Code for "Federated Boosted Decision Trees with Differential Privacy"

This repository contains code for the ACM CCS'22 paper "Federated Boosted Decision Trees with Differential Privacy"

Reference

If the code and/or paper contained in this repository were useful to you please consider citing this work:

@inproceedings{maddock2022federated,
  author = {Maddock, Samuel and Cormode, Graham and Wang, Tianhao and Maple, Carsten and Jha, Somesh}, 
  title = {Federated Boosted Decision Trees with Differential Privacy}, 
  year = {2022}, 
  isbn = {9781450394505}, 
  publisher = {Association for Computing Machinery}, 
  booktitle = {Proceedings of the 2022 ACM SIGSAC Conference on Computer and Communications Security}, 
  address = {New York, NY, USA}, url = {https://doi.org/10.1145/3548606.3560687}, doi = {10.1145/3548606.3560687}, 
  pages = {2249–2263}, 
  location = {Los Angeles, CA, USA}, series = {CCS '22} 
}

Installation

The simplest way to install an environment for this repo is to use conda and pip install -r ./requirements.txt

conda create -n "fedxgb" python=3.9 
conda activate fedxgb
pip install -r ./requirements.txt

Alternatively pip install the required libraries

pip install pandas seaborn matplotlib scikit-learn numpy xgboost xxhash bitarray scipy numba statsmodels six progressbar autodp fast_histogram notebook pmlb

Datasets

Datasets need to be downloaded and placed in the data directory in the root of the repo. We use the following datasets in our experiments:

Credit 1 - should be placed under data/Kaggle Credit 1/credit1-training.csv
Credit 2 - should be placed under data/UCI Credit 2/UCI_Credit_Card.csv
Adult - should be placed under data/UCI Adult/adult.data
Bank - should be placed under data/UCI Bank Marketing/bank-full.csv
Nomao - should be placed under data/UCI Nomao/Nomao.data
Higgs - The Higgs dataset should be subsampled to n=200,000 samples and placed under data/UCI Higgs/higgs-200k.csv

Outline

The code is split into two components

experiments - Main code for running and plotting experiments
federated_gbdt - Main code for the private GBDT model

In order to generate plots and tables as in the paper see "Paper Experiments, Plots and Tables"
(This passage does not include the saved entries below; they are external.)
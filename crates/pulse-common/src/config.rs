//! Configuration structures for the sampler.
//!
//! Supports TOML deserialization with sensible defaults for
//! development and explicit values for deployment.

use serde::{Deserialize, Serialize};
use std::path::PathBuf;
use std::time::Duration;

/// Default sampling frequency (one sample every 2 ms).
pub const DEFAULT_SAMPLE_RATE_HZ: u32 = 500;

/// Default detection threshold for a freshly configured channel.
pub const DEFAULT_THRESHOLD: i32 = 550;

/// Top-level sampler configuration.
#[derive(Debug, Clone, PartialEq, Serialize, Deserialize)]
#[serde(default)]
pub struct SamplerConfig {
    /// Constant sampling frequency; the sample period is derived from it once.
    pub sample_rate_hz: u32,

    /// Who drives the sampling loop.
    pub mode: SamplingMode,

    /// Sample-interval statistics.
    pub timing_analysis: TimingAnalysisConfig,

    /// One entry per sensor; the count is fixed once the sampler is built.
    pub channels: Vec<ChannelConfig>,
}

impl Default for SamplerConfig {
    fn default() -> Self {
        Self {
            sample_rate_hz: DEFAULT_SAMPLE_RATE_HZ,
            mode: SamplingMode::Interrupt,
            timing_analysis: TimingAnalysisConfig::default(),
            channels: vec![ChannelConfig::default()],
        }
    }
}

/// Sampling loop driver.
#[derive(Debug, Clone, Copy, PartialEq, Eq, Serialize, Deserialize, Default)]
#[serde(rename_all = "lowercase")]
pub enum SamplingMode {
    /// A periodic trigger calls the acquisition cycle from the urgent context.
    #[default]
    Interrupt,
    /// The caller's poll loop checks due-ness against the monotonic clock.
    Polling,
}

/// Timing analysis configuration.
#[derive(Debug, Clone, PartialEq, Serialize, Deserialize)]
#[serde(default)]
pub struct TimingAnalysisConfig {
    /// Record the interval between consecutive samples.
    pub enabled: bool,

    /// Number of intervals per report window.
    pub window: usize,

    /// Allowed deviation from the sample period.
    #[serde(with = "humantime_serde")]
    pub tolerance: Duration,
}

impl Default for TimingAnalysisConfig {
    fn default() -> Self {
        Self {
            enabled: false,
            window: DEFAULT_SAMPLE_RATE_HZ as usize * 30, // 30 seconds
            tolerance: Duration::from_micros(100),
        }
    }
}

/// Per-sensor channel configuration.
#[derive(Debug, Clone, PartialEq, Eq, Serialize, Deserialize)]
#[serde(default)]
pub struct ChannelConfig {
    /// Analog input the sensor is wired to.
    pub analog_input: u8,

    /// Detection threshold handed to the channel.
    pub threshold: i32,

    /// Indicator output that blinks on each beat.
    #[serde(skip_serializing_if = "Option::is_none")]
    pub blink_output: Option<u8>,

    /// Indicator output that fades on each beat.
    #[serde(skip_serializing_if = "Option::is_none")]
    pub fade_output: Option<u8>,
}

impl Default for ChannelConfig {
    fn default() -> Self {
        Self {
            analog_input: 0,
            threshold: DEFAULT_THRESHOLD,
            blink_output: None,
            fade_output: None,
        }
    }
}

impl SamplerConfig {
    /// Sample period derived from the sampling frequency.
    ///
    /// Integer microseconds, matching the resolution of the monotonic clock.
    #[must_use]
    pub fn sample_period(&self) -> Duration {
        Duration::from_micros(u64::from(self.period_micros()))
    }

    /// Sample period in whole microseconds. A zero rate yields zero; callers
    /// are expected to have run [`validate`](Self::validate).
    #[must_use]
    pub fn period_micros(&self) -> u32 {
        1_000_000_u32.checked_div(self.sample_rate_hz).unwrap_or(0)
    }

    /// Check invariants the sampler relies on.
    ///
    /// # Errors
    ///
    /// Returns [`ConfigError::Invalid`] describing the first violated rule.
    pub fn validate(&self) -> Result<(), ConfigError> {
        if self.sample_rate_hz == 0 || self.sample_rate_hz > 1_000_000 {
            return Err(ConfigError::Invalid(format!(
                "sample_rate_hz must be in 1..=1000000, got {}",
                self.sample_rate_hz
            )));
        }
        if self.timing_analysis.window == 0 {
            return Err(ConfigError::Invalid(
                "timing_analysis.window must be at least 1".into(),
            ));
        }
        if self.channels.is_empty() {
            return Err(ConfigError::Invalid(
                "at least one channel must be configured".into(),
            ));
        }
        Ok(())
    }

    /// Load configuration from a TOML file.
    ///
    /// # Errors
    ///
    /// Returns an error if the file cannot be read, parsed, or validated.
    pub fn from_file(path: &std::path::Path) -> Result<Self, ConfigError> {
        let content = std::fs::read_to_string(path).map_err(|e| ConfigError::Io {
            path: path.to_path_buf(),
            source: e,
        })?;
        Self::from_toml(&content)
    }

    /// Parse and validate configuration from a TOML string.
    ///
    /// # Errors
    ///
    /// Returns an error if the TOML is invalid or violates an invariant.
    pub fn from_toml(content: &str) -> Result<Self, ConfigError> {
        let config: Self = toml::from_str(content)?;
        config.validate()?;
        Ok(config)
    }

    /// Serialize configuration to TOML string.
    ///
    /// # Errors
    ///
    /// Returns an error if serialization fails.
    pub fn to_toml(&self) -> Result<String, ConfigError> {
        toml::to_string_pretty(self).map_err(ConfigError::Serialize)
    }
}

/// Configuration-related errors.
#[derive(Debug, thiserror::Error)]
pub enum ConfigError {
    /// File I/O error.
    #[error("failed to read config file {path}: {source}")]
    Io {
        /// Path to the configuration file.
        path: PathBuf,
        /// Underlying I/O error.
        #[source]
        source: std::io::Error,
    },

    /// TOML parsing error.
    #[error("failed to parse TOML: {0}")]
    Parse(#[from] toml::de::Error),

    /// TOML serialization error.
    #[error("failed to serialize TOML: {0}")]
    Serialize(#[from] toml::ser::Error),

    /// Semantically invalid configuration.
    #[error("invalid configuration: {0}")]
    Invalid(String),
}

/// Serde helper module for `Duration` using humantime format.
mod humantime_serde {
    use serde::{self, Deserialize, Deserializer, Serializer};
    use std::time::Duration;

    pub fn serialize<S>(duration: &Duration, serializer: S) -> Result<S::Ok, S::Error>
    where
        S: Serializer,
    {
        let s = humantime::format_duration(*duration).to_string();
        serializer.serialize_str(&s)
    }

    pub fn deserialize<'de, D>(deserializer: D) -> Result<Duration, D::Error>
    where
        D: Deserializer<'de>,
    {
        let s = String::deserialize(deserializer)?;
        humantime::parse_duration(&s).map_err(serde::de::Error::custom)
    }
}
In order to replicate the main figures in the paper from scratch see "Replication Instructions"

Framework

The code structure of federated_gbdt is as follows

core
- binning- Contains quantile sketching code from the FEVERLESS implementation
- dp_multiq - Central DP quantiles (not used in the paper)
- moments_accountant - TensorFlow Privacy Moments Accountant (RDP)
- pure_ldp - LDP protocols (not used in paper)
- baseline_constants.py - Contains constants for the FEVERLESS implementation of quantile sketching
- loss_functions.py - Contains loss functions used in the GBDT algorithm
- plotting.py - Debugging code
models
- base
  - jit_functions.py - Numba functions for computing GBDT quantities needed for training (split scores and weights)
  - tree_node.py - Contains the DecisionNode class reworked from the FEVERLESS implementation
  - tree_base.py - Base tree implementation
- gbdt
  - components
    - index_sampler.py- Contains the IndexSampler class for managing which features/observations a tree uses during training
    - privacy_accountant.py - Contains the PrivacyAccountant class for managing DP during training of a PrivateGBDT
    - split_candidate_manager.py - Manages the various methods used to propose split candidates
    - train_monitor.py - Monitors various training statistics of a PrivateGBDT model
  - private_gbdt.py - Contains the main model PrivateGBDT class

Paper Experiments, Plots and Table

All experiments were run with 15 iterations in total (3 iterations over 5 different train-test sets). Code for running experiments is in experiments/paper_experiments/paper_experiments.py and plotting in experiments/paper_experiments/paper_plotter.py

Running paper experiments

The following methods in paper_experiments.py corresponds to the following figures/tables in the paper:

dp_split_methods_with_update_methods - Corresponds to Figure 1 (a,b,c), Table 2 in main text, Figures 7-10 and Table 7-10 in the Appendix
dp_split_candidate_methods - Corresponds to Figure 2 (a,b,c) and Table 3 in the main text, Figure 11 and 12 in the Appendix
feature_interaction_experiments - Corresponds to Figure 3
dp_ebm_experiment - Corresponds to Figure 4
batched_boosting - Corresponds to Figure 5, Table 4 in the main text, Figure 13 in the Appendix
comparisons_experiment - Corresponds to Figure 6 in the main text and Figures 14-18 in the Appendix

Generating paper plots

Paper figures are already generated and present in experiments/paper_experiments/paper_plots.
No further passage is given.